By The Public Eye, Summer 2024
In July 2024, hundreds of influential far-right leaders gathered to network at the “National Conservatism” conference, or “NatCon,” in Washington, D.C. While the event was headlined by prominent White supremacists and Christian nationalists such as Stephen Miller and Jack Posobiec, it wasn’t an all-White affair. NatCon4 featured several Indian American speakers,[1] including Saurabh Sharma, the then-Executive Director of the Edmund Burke Foundation, which organized the event, and Vivek Ramaswamy, the former candidate for the 2024 Republican nomination.
Two leaders of India’s Hindu Right were also invited to speak at this year’s NatCon: Ram Madhav, a member of the National Executive of the Rashatriya Swayamsevak Sangh (RSS), the all-male paramilitary group that serves as the Hindu supremacist movement’s fountainhead,[2] and Swapan Dasgupta, of the Bharatiya Janata Party (BJP), one of the RSS’s many subsidiary organizations and India’s ruling party for the past decade. Now in leadership positions at the affiliated India Foundation, their presence at the event was strategic. Prime Minister Narendra Modi’s regime has sought to emphasize India’s emergence as a world power, and in recent years, Hindu supremacists have staked a claim to leadership of the global Far Right. [3]
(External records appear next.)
//! Organization management endpoints.

use reqwest::Method;
use serde::{Deserialize, Serialize};

use crate::client::ApiClient;
use crate::error::ApiError;
use crate::types::AckResponse;
use crate::venues::VenuesResponse;

/// An organization as the backend returns it.
#[derive(Clone, Debug, Default, PartialEq, Eq, Serialize, Deserialize)]
#[serde(rename_all = "camelCase")]
pub struct Organization {
    /// Backend identifier
    #[serde(default)]
    pub organization_id: String,
    /// Display name
    #[serde(default)]
    pub organization_name: String,
    /// Kind of organization (company, faculty, club, ...)
    #[serde(default)]
    pub organization_type: String,
    /// Free-text description
    #[serde(default)]
    pub description: String,
    /// Contact email
    #[serde(default)]
    pub contact_email: String,
    /// Contact phone
    #[serde(default)]
    pub contact_phone: String,
    /// Street address
    #[serde(default)]
    pub address: String,
    /// City
    #[serde(default)]
    pub city: String,
    /// Country
    #[serde(default)]
    pub country: String,
    /// Postal code
    #[serde(default)]
    pub postal_code: String,
    /// State or province
    #[serde(default)]
    pub state_province: String,
}

/// Fields for creating an organization (no id yet).
#[derive(Clone, Debug, Default, PartialEq, Eq, Serialize, Deserialize)]
#[serde(rename_all = "camelCase")]
pub struct NewOrganization {
    /// Display name
    pub organization_name: String,
    /// Kind of organization
    pub organization_type: String,
    /// Free-text description
    #[serde(default)]
    pub description: String,
    /// Contact email
    #[serde(default)]
    pub contact_email: String,
    /// Contact phone
    #[serde(default)]
    pub contact_phone: String,
    /// Street address
    #[serde(default)]
    pub address: String,
    /// City
    #[serde(default)]
    pub city: String,
    /// Country
    #[serde(default)]
    pub country: String,
    /// Postal code
    #[serde(default)]
    pub postal_code: String,
    /// State or province
    #[serde(default)]
    pub state_province: String,
}

/// The bulk-create payload; the backend only accepts organizations wrapped
/// in a list.
#[derive(Clone, Debug, PartialEq, Eq, Serialize, Deserialize)]
pub struct BulkOrganizationsRequest {
    /// Organizations to create
    pub organizations: Vec<NewOrganization>,
}

/// `{ success, data }` listing envelope.
#[derive(Clone, Debug, Default, PartialEq, Eq, Serialize, Deserialize)]
pub struct OrganizationsResponse {
    /// Whether the query succeeded
    #[serde(default)]
    pub success: bool,
    /// The organizations, empty on failure
    #[serde(default)]
    pub data: Vec<Organization>,
}

/// `{ success, data }` single-organization envelope.
#[derive(Clone, Debug, Default, PartialEq, Eq, Serialize, Deserialize)]
pub struct OrganizationResponse {
    /// Whether the query succeeded
    #[serde(default)]
    pub success: bool,
    /// The organization, when found
    #[serde(default)]
    pub data: Option<Organization>,
}

#[derive(Serialize)]
#[serde(rename_all = "camelCase")]
struct QueryReason<'a> {
    reason: &'a str,
}

#[derive(Serialize)]
#[serde(rename_all = "camelCase")]
struct MemberRequest<'a> {
    user_id: &'a str,
}

#[derive(Serialize)]
#[serde(rename_all = "camelCase")]
struct VenueIdsRequest<'a> {
    venue_ids: &'a [String],
}

impl ApiClient {
    /// Create one or more organizations
    ///
    /// # Errors
    ///
    /// Returns [`ApiError`] for transport, auth or backend failures.
    pub async fn add_organizations(
        &self,
        request: &BulkOrganizationsRequest,
    ) -> Result<OrganizationsResponse, ApiError> {
        self.send_json(Method::POST, "/organizations/bulk", request).await
    }

    /// List every organization
    ///
    /// # Errors
    ///
    /// Returns [`ApiError`] for transport, auth or backend failures.
    pub async fn all_organizations(&self) -> Result<OrganizationsResponse, ApiError> {
        self.get("/organizations/all").await
    }

    /// Fetch one organization by id
    ///
    /// # Errors
    ///
    /// Returns [`ApiError`] for transport, auth or backend failures.
    pub async fn organization(&self, org_id: &str) -> Result<OrganizationResponse, ApiError> {
        self.get(&format!("/organizations/{org_id}")).await
    }

    /// Update an organization
    ///
    /// # Errors
    ///
    /// Returns [`ApiError`] for transport, auth or backend failures.
    pub async fn update_organization(
        &self,
        org_id: &str,
        update: &NewOrganization,
    ) -> Result<OrganizationResponse, ApiError> {
        self.send_json(Method::PUT, &format!("/organizations/{org_id}"), update).await
    }

    /// Delete an organization
    ///
    /// # Errors
    ///
    /// Returns [`ApiError`] for transport, auth or backend failures.
    pub async fn delete_organization(&self, org_id: &str) -> Result<AckResponse, ApiError> {
        self.delete(&format!("/organizations/{org_id}")).await
    }

    /// Send an information query to an organization
    ///
    /// # Errors
    ///
    /// Returns [`ApiError`] for transport, auth or backend failures.
    pub async fn query_organization(
        &self,
        org_id: &str,
        reason: &str,
    ) -> Result<AckResponse, ApiError> {
        self.send_json(
            Method::PATCH,
            &format!("/organizations/{org_id}/query"),
            &QueryReason { reason },
        )
        .await
    }

    /// Add a user to an organization
    ///
    /// # Errors
    ///
    /// Returns [`ApiError`] for transport, auth or backend failures.
    pub async fn add_user_to_organization(
        &self,
        org_id: &str,
        user_id: &str,
    ) -> Result<AckResponse, ApiError> {
        self.send_json(
            Method::POST,
            &format!("/organizations/{org_id}/users"),
            &MemberRequest { user_id },
        )
        .await
    }

    /// List the venues owned by an organization
    ///
    /// # Errors
    ///
    /// Returns [`ApiError`] for transport, auth or backend failures.
    pub async fn organization_venues(&self, org_id: &str) -> Result<VenuesResponse, ApiError> {
        self.get(&format!("/organizations/{org_id}/venues")).await
    }

    /// Attach venues to an organization
    ///
    /// # Errors
    ///
    /// Returns [`ApiError`] for transport, auth or backend failures.
    pub async fn attach_venues(
        &self,
        org_id: &str,
        venue_ids: &[String],
    ) -> Result<AckResponse, ApiError> {
        self.send_json(
            Method::POST,
            &format!("/organizations/{org_id}/venues"),
            &VenueIdsRequest { venue_ids },
        )
        .await
    }

    /// Detach venues from an organization
    ///
    /// # Errors
    ///
    /// Returns [`ApiError`] for transport, auth or backend failures.
    pub async fn detach_venues(
        &self,
        org_id: &str,
        venue_ids: &[String],
    ) -> Result<AckResponse, ApiError> {
        self.send_json(
            Method::DELETE,
            &format!("/organizations/{org_id}/venues"),
            &VenueIdsRequest { venue_ids },
        )
        .await
    }

    /// Organizations a user belongs to
    ///
    /// Degrades to an empty list when the envelope is malformed, matching
    /// how the pages consume it.
    ///
    /// # Errors
    ///
    /// Returns [`ApiError`] for transport or auth failures.
    pub async fn organizations_by_user(&self, user_id: &str) -> Result<Vec<Organization>, ApiError> {
        let response: Result<OrganizationsResponse, ApiError> =
            self.get(&format!("/organizations/user/{user_id}")).await;
        match response {
            Ok(envelope) => Ok(envelope.data),
            Err(ApiError::Decode(_)) => Ok(Vec::new()),
            Err(other) => Err(other),
        }
    }
}

#[cfg(test)]
mod tests {
    use super::*;

    #[test]
    fn organizations_envelope_defaults_to_empty() {
        let response: OrganizationsResponse = serde_json::from_str("{}").expect("valid json");
        assert!(!response.success);
        assert!(response.data.is_empty());
    }

    #[test]
    fn bulk_request_wraps_a_list() {
        let request = BulkOrganizationsRequest {
            organizations: vec![NewOrganization {
                organization_name: "Drama Club".to_owned(),
                organization_type: "CLUB".to_owned(),
                ..NewOrganization::default()
            }],
        };
        let json = serde_json::to_string(&request).expect("serializable");
        assert!(json.starts_with(r#"{"organizations":[{"#));
        assert!(json.contains(r#""organizationName":"Drama Club""#));
    }
}
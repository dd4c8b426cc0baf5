//! Wire types shared across endpoint modules.

use reqwest::multipart::Part;
use serde::{Deserialize, Serialize};

use crate::error::ApiError;

/// Generic `{ success, message }` acknowledgement the backend returns for
/// most mutations.
#[derive(Clone, Debug, Default, PartialEq, Eq, Serialize, Deserialize)]
pub struct AckResponse {
    /// Whether the operation succeeded
    #[serde(default)]
    pub success: bool,
    /// Optional human-readable detail
    #[serde(default)]
    pub message: Option<String>,
}

/// An in-memory file destined for a multipart upload.
#[derive(Clone, Debug, PartialEq, Eq)]
pub struct FileUpload {
    /// File name reported to the backend
    pub file_name: String,
    /// Raw file contents
    pub bytes: Vec<u8>,
    /// Optional MIME type; the backend sniffs when absent
    pub mime_type: Option<String>,
}

impl FileUpload {
    /// Create an upload with an unspecified MIME type
    #[must_use]
    pub fn new(file_name: impl Into<String>, bytes: Vec<u8>) -> Self {
        Self {
            file_name: file_name.into(),
            bytes,
            mime_type: None,
        }
    }

    /// Set the MIME type
    #[must_use]
    pub fn with_mime_type(mut self, mime_type: impl Into<String>) -> Self {
        self.mime_type = Some(mime_type.into());
        self
    }

    /// Convert into a multipart part
    ///
    /// # Errors
    ///
    /// Returns [`ApiError::Transport`] when the MIME type string is invalid.
    pub fn into_part(self) -> Result<Part, ApiError> {
        let part = Part::bytes(self.bytes).file_name(self.file_name);
        match self.mime_type {
            Some(mime) => part
                .mime_str(&mime)
                .map_err(|e| ApiError::Transport(e.to_string())),
            None => Ok(part),
        }
    }
}

#[cfg(test)]
mod tests {
    use super::*;

    #[test]
    fn ack_defaults_to_failure() {
        let ack: AckResponse = serde_json::from_str("{}").expect("valid json");
        assert!(!ack.success);
        assert_eq!(ack.message, None);
    }

    #[test]
    fn file_upload_builds_a_part() {
        let upload = FileUpload::new("photo.jpg", vec![1, 2, 3]).with_mime_type("image/jpeg");
        assert!(upload.into_part().is_ok());
    }

    #[test]
    fn bad_mime_type_is_rejected() {
        let upload = FileUpload::new("photo.jpg", vec![1, 2, 3]).with_mime_type("not a mime");
        assert!(upload.into_part().is_err());
    }
}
A few months prior to NatCon, Madhav authored an article with precisely this message, writing that “India should steer the global conservative movement.”[4] In his speech at NatCon, he exclaimed that he and Dasgupta “came here to tell you about the success story of conservatism in India—the defeat of the left-liberal-Marxist-radical Islamist cabal in India.”